TASK TO COMPLETE – Lines with "Stdio": copy each one from the listing below.

SUPPLIED ENTRIES –
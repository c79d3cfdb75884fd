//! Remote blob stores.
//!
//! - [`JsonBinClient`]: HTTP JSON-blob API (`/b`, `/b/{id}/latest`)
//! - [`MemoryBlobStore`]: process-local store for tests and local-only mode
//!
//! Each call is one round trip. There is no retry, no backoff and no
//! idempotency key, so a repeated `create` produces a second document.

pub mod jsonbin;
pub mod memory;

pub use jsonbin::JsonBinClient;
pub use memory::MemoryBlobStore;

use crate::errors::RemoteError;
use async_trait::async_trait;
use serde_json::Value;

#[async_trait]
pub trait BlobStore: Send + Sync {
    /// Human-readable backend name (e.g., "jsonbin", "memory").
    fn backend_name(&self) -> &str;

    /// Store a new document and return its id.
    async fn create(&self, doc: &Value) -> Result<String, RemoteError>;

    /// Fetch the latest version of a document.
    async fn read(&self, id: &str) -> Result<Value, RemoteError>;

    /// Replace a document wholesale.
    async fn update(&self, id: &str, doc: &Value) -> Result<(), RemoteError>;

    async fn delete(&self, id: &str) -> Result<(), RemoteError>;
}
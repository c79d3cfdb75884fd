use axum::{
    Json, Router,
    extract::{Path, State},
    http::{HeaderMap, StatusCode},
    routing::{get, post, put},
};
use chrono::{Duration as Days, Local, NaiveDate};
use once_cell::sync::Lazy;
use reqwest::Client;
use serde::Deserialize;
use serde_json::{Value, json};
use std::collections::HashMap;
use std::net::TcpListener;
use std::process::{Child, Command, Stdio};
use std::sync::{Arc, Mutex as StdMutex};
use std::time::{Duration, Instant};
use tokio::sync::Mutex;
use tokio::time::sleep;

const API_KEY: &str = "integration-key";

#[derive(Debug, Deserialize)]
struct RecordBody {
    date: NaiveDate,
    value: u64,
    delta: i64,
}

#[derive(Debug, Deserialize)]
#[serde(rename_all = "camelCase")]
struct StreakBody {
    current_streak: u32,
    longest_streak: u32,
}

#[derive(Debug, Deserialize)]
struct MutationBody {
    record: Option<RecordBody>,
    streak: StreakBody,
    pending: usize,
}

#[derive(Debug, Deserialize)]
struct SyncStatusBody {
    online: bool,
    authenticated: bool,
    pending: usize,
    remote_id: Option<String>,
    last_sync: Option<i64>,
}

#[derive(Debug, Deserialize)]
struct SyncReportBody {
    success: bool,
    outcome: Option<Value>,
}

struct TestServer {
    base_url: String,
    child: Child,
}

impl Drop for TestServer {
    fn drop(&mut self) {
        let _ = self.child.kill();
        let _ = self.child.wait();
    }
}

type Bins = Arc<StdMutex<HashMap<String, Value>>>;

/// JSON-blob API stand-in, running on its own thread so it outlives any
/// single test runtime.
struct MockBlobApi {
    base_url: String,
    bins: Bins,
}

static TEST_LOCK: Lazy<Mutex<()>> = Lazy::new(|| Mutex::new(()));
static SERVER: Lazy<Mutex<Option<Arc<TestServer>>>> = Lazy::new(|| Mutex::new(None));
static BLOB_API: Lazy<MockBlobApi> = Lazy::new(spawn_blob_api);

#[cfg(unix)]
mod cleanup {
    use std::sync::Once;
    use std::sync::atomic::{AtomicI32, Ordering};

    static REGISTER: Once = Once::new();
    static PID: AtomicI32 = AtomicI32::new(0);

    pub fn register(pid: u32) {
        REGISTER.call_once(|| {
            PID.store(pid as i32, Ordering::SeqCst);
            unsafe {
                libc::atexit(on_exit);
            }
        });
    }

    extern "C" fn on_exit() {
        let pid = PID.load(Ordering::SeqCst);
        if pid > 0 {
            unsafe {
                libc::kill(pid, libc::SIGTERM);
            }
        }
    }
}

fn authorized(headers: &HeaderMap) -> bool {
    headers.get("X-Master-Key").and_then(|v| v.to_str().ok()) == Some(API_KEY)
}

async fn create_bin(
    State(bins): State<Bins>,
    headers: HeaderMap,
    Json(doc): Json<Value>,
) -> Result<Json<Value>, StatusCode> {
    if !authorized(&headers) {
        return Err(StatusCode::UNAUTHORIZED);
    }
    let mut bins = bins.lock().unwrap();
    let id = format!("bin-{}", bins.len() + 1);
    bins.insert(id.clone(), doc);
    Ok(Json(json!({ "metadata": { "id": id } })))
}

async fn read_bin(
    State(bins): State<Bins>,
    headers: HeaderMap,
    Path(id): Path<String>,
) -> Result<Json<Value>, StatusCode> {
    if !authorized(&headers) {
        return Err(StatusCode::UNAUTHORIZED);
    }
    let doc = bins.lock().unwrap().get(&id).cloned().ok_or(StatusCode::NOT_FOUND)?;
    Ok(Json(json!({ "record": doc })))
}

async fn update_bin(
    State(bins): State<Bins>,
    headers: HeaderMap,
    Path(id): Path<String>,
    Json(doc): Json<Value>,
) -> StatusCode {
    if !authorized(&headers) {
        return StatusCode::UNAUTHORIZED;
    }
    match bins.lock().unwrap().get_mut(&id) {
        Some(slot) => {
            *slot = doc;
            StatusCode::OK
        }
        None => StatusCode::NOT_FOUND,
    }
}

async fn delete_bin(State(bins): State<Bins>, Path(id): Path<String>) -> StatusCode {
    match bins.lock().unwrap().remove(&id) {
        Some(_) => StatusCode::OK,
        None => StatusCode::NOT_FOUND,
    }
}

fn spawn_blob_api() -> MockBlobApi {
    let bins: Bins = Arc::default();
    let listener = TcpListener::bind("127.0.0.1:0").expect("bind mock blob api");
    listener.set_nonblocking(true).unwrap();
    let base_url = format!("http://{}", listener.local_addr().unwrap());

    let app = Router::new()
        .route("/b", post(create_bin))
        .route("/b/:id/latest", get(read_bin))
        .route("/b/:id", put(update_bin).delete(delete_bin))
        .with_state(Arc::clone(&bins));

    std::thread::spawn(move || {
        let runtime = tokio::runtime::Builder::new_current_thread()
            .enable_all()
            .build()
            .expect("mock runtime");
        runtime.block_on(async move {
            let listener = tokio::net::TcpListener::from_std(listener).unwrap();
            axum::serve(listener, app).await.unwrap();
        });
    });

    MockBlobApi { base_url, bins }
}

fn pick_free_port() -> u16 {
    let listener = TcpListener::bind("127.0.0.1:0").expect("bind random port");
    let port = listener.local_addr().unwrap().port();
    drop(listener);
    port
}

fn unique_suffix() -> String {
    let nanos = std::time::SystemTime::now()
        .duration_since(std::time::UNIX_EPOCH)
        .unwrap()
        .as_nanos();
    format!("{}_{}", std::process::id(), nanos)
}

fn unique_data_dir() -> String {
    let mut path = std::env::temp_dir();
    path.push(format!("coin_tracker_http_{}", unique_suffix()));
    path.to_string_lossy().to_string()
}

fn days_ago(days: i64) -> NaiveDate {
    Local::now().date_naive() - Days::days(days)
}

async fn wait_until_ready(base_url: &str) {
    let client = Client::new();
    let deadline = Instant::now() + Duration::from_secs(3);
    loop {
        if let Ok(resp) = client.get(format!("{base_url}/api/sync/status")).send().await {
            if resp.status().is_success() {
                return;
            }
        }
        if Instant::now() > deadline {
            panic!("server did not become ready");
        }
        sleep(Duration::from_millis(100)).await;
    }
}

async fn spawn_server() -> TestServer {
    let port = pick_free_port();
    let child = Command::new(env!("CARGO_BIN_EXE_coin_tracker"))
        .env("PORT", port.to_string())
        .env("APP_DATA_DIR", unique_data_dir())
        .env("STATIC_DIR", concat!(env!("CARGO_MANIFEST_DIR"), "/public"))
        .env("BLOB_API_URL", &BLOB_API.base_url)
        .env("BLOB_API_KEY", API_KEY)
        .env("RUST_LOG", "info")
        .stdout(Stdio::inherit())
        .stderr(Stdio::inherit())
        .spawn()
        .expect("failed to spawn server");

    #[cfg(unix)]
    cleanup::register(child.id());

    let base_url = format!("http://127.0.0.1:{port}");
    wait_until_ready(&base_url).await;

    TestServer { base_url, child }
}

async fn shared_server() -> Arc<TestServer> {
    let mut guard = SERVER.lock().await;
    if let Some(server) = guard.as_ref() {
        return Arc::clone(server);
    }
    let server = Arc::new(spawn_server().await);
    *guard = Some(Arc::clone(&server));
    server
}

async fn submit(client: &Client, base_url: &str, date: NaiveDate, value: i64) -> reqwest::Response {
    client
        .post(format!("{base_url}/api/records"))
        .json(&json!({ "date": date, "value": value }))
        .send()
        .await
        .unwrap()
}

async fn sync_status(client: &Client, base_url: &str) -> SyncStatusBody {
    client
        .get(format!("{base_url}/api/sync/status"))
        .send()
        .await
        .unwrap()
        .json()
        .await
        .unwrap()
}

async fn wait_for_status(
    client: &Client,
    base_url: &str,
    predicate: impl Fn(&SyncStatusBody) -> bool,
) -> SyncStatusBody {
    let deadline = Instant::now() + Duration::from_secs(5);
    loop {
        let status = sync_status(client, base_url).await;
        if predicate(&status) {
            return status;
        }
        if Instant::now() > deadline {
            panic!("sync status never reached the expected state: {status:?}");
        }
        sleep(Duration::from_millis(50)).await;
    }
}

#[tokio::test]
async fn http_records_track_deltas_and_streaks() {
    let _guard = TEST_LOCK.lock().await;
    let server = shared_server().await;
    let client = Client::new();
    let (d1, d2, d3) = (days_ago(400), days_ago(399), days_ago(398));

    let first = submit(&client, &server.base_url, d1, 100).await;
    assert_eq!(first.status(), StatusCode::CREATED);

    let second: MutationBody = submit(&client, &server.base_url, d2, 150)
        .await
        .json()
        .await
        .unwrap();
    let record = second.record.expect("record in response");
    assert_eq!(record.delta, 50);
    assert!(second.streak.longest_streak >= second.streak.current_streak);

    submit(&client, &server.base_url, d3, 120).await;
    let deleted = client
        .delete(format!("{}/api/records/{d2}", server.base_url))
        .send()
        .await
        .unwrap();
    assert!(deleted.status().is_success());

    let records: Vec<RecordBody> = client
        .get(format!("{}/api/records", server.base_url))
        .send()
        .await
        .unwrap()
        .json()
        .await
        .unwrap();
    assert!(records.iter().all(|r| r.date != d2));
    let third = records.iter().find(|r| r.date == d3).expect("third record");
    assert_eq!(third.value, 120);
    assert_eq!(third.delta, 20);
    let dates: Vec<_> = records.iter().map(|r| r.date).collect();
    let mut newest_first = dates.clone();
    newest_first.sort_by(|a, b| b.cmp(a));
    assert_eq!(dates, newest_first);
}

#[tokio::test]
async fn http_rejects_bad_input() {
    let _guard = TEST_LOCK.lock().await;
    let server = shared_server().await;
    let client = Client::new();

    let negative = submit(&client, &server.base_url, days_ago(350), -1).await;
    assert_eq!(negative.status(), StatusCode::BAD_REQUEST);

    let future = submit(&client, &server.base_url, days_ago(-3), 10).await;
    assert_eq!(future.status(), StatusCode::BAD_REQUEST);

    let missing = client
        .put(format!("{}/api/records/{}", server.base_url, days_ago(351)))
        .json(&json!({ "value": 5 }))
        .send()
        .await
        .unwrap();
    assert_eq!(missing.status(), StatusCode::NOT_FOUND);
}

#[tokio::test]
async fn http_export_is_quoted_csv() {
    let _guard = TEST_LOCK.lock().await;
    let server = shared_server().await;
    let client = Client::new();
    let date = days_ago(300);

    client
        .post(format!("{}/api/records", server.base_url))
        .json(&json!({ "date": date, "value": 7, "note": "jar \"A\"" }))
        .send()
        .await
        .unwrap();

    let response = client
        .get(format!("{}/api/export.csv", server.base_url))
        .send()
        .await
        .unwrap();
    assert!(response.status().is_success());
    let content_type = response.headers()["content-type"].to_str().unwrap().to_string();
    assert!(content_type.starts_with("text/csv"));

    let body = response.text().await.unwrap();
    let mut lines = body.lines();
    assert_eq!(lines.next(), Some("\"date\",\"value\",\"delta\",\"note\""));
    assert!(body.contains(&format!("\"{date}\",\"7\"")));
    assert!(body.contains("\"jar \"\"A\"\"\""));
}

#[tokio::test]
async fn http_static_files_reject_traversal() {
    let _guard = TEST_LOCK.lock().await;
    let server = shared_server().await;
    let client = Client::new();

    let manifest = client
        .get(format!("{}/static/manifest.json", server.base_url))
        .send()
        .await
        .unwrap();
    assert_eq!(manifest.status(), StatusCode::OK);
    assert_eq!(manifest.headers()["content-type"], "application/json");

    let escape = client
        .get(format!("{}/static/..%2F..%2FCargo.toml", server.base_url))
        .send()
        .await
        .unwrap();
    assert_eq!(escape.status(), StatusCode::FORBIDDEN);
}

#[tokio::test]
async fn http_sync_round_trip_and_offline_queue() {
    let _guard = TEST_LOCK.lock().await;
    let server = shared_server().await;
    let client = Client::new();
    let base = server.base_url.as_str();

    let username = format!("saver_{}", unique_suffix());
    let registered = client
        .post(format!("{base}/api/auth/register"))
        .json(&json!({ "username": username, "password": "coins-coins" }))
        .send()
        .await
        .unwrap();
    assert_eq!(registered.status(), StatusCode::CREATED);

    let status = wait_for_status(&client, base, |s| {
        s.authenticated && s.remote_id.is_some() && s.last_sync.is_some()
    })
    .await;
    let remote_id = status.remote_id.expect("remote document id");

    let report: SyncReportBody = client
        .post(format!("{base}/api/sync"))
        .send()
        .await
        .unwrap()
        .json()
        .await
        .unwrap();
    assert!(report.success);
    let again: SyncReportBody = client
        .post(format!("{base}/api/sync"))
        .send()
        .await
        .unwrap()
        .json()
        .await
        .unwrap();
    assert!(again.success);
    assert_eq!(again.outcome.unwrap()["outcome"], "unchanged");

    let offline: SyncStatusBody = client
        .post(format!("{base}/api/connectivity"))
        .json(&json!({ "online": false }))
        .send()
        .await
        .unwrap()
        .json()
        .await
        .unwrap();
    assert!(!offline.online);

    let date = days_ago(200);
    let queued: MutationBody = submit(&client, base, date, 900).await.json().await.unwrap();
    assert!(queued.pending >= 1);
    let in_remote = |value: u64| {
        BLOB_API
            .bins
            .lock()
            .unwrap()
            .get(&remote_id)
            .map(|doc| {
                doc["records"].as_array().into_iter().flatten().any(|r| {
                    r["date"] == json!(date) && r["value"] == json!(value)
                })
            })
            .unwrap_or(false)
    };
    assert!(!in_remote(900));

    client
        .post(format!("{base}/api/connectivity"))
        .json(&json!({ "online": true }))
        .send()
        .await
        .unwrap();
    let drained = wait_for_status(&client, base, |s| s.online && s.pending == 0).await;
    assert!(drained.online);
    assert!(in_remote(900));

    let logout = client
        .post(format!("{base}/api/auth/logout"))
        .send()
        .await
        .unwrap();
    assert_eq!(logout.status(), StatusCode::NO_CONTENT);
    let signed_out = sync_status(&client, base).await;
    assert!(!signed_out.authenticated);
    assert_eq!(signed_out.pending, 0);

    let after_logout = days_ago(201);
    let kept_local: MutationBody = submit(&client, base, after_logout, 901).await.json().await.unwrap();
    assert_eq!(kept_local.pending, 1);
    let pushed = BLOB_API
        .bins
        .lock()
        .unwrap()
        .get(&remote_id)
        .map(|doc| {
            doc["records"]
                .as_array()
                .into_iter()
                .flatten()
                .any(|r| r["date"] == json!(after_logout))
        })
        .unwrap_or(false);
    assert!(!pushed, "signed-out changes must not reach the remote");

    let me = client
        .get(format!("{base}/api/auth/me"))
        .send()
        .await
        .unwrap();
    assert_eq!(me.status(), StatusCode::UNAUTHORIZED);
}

REPLY TO THE TASK –
use std::process::{Child, Command, Stdio};
        .stdout(Stdio::inherit())
        .stderr(Stdio::inherit())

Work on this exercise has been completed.